Welcome to our first CIO View in the new format. It will be published four times a year following the CIO Day where the global investment platform comes together to determine our strategic views for the next six to 12 months. We will be expanding our views on individual asset classes and our multi-asset strategy. In addition, we will review our strategic and quantitative strategies.
Our most recent CIO Day was overshadowed by the British referendum on European Union (EU) membership. The markets were shocked by the majority’s vote to leave the EU. Although this event is quite extraordinary on its own, the market reaction may be indicative of reaction patterns that could manifest more frequently in the future: 1.) A political event is underestimated by the market causing serious dislocations. 2.) Although stock-market indexes recover quickly, price reactions on a sector level are more divergent and persistent. 3.) Fixed-income markets react as usual: Insecurity leads to anticipating even more accommodative monetary policy.
These observations have been incorporated into our outlook. Although we do expect an accelerated economic recovery in 2017, we also assume political risks to increase and potentially have an impact on capital markets. However, central banks should continue to stand by in order to prevent major dislocations.

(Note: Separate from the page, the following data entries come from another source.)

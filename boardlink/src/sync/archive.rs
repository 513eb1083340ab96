//! ZIP backup archives.
//!
//! Members are keyed by device path without the leading slash and written
//! with a fixed timestamp and compression level, so the same content always
//! produces the same archive bytes.

use std::collections::BTreeMap;
use std::fs;
use std::io::{Cursor, Read, Write};
use std::path::Path;

use log::debug;
use sha1::{Digest, Sha1};
use zip::write::SimpleFileOptions;
use zip::{CompressionMethod, DateTime, ZipArchive, ZipWriter};

use crate::error::Result;
use crate::files::hash::DIGEST_LEN;

/// Archive member name for a device path.
pub fn member_name(device_path: &str) -> String {
    device_path.trim_start_matches('/').to_string()
}

/// Device path for an archive member name.
pub fn device_path(member: &str) -> String {
    format!("/{}", member.trim_start_matches('/'))
}

/// An archive loaded into memory.
pub struct ArchiveReader {
    zip: ZipArchive<Cursor<Vec<u8>>>,
}

impl ArchiveReader {
    /// Load an archive from disk; `None` if the file does not exist.
    pub fn open(path: &Path) -> Result<Option<Self>> {
        if !path.exists() {
            return Ok(None);
        }
        let data = fs::read(path)?;
        debug!("Loaded archive {} ({} bytes)", path.display(), data.len());
        Ok(Some(Self::from_bytes(data)?))
    }

    /// Load an archive from memory.
    pub fn from_bytes(data: Vec<u8>) -> Result<Self> {
        Ok(Self {
            zip: ZipArchive::new(Cursor::new(data))?,
        })
    }

    /// File member names in archive order.
    pub fn names(&self) -> Vec<String> {
        (0..self.zip.len())
            .filter_map(|idx| self.zip.name_for_index(idx))
            .filter(|n| !n.ends_with('/'))
            .map(str::to_string)
            .collect()
    }

    /// Whether the archive has a member with this name.
    pub fn contains(&self, name: &str) -> bool {
        self.zip.index_for_name(name).is_some()
    }

    /// Read a member's content.
    pub fn read(&mut self, name: &str) -> Result<Vec<u8>> {
        let mut file = self.zip.by_name(name)?;
        let mut data = Vec::with_capacity(usize::try_from(file.size()).unwrap_or(0));
        file.read_to_end(&mut data)?;
        Ok(data)
    }

    /// SHA-1 of a member's content.
    pub fn digest(&mut self, name: &str) -> Result<[u8; DIGEST_LEN]> {
        let data = self.read(name)?;
        Ok(Sha1::digest(&data).into())
    }

    /// Digests of every file member.
    pub fn digests(&mut self) -> Result<BTreeMap<String, [u8; DIGEST_LEN]>> {
        let mut out = BTreeMap::new();
        for name in self.names() {
            let digest = self.digest(&name)?;
            out.insert(name, digest);
        }
        Ok(out)
    }
}

/// An archive being built in memory.
pub struct ArchiveWriter {
    zip: ZipWriter<Cursor<Vec<u8>>>,
}

impl Default for ArchiveWriter {
    fn default() -> Self {
        Self::new()
    }
}

impl ArchiveWriter {
    /// Start an empty archive.
    pub fn new() -> Self {
        Self {
            zip: ZipWriter::new(Cursor::new(Vec::new())),
        }
    }

    fn options() -> SimpleFileOptions {
        SimpleFileOptions::default()
            .compression_method(CompressionMethod::Deflated)
            .compression_level(Some(6))
            .last_modified_time(DateTime::default())
            .unix_permissions(0o644)
    }

    /// Add a member.
    pub fn add(&mut self, name: &str, data: &[u8]) -> Result<()> {
        self.zip.start_file(name, Self::options())?;
        self.zip.write_all(data)?;
        Ok(())
    }

    /// Finish the archive and return its bytes.
    pub fn finish(self) -> Result<Vec<u8>> {
        Ok(self.zip.finish()?.into_inner())
    }

    /// Finish the archive and write it to `path`, replacing it atomically.
    pub fn persist(self, path: &Path) -> Result<()> {
        let data = self.finish()?;
        let mut tmp = path.as_os_str().to_owned();
        tmp.push(".part");
        fs::write(&tmp, &data)?;
        fs::rename(&tmp, path)?;
        debug!("Wrote archive {} ({} bytes)", path.display(), data.len());
        Ok(())
    }
}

This short-term stimulus by central banks does, however, have drawbacks. Price distortions across all asset classes are increasing, ever more investors are venturing into ever riskier asset classes. It is a manifestation of these unusual times that all our price targets and investment ideas are directly tied to central-bank policies. We favor EUR periphery bonds despite low yields because the European Central Bank (ECB) is purchasing these securities. We favor EUR investment-grade bonds despite low yields because the ECB is purchasing these securities. We favor U.S. and EUR dividend papers due to the low interest-rate environment. We favor even Japanese stocks, because the stance of the Bank of Japan’s policy is extremely expansive. And we also favor high-yield bonds, despite higher risks, because they are the only ones paying out a coupon worth mentioning.
So we continue to rely on central banks: Whether they are the only ones to blame for low interest rates – U.S. treasury yields have been falling for almost thirty years – or whether concerns about structural changes in industrialized countries are also playing a role. For it does not really change the fact that our asset allocation and market views are firmly based on the assumption that we will not witness a rate-tightening cycle that deserves the name, in the traditional sense. This has led to the truly absurd situation that neither investors nor debtors can afford higher interest rates.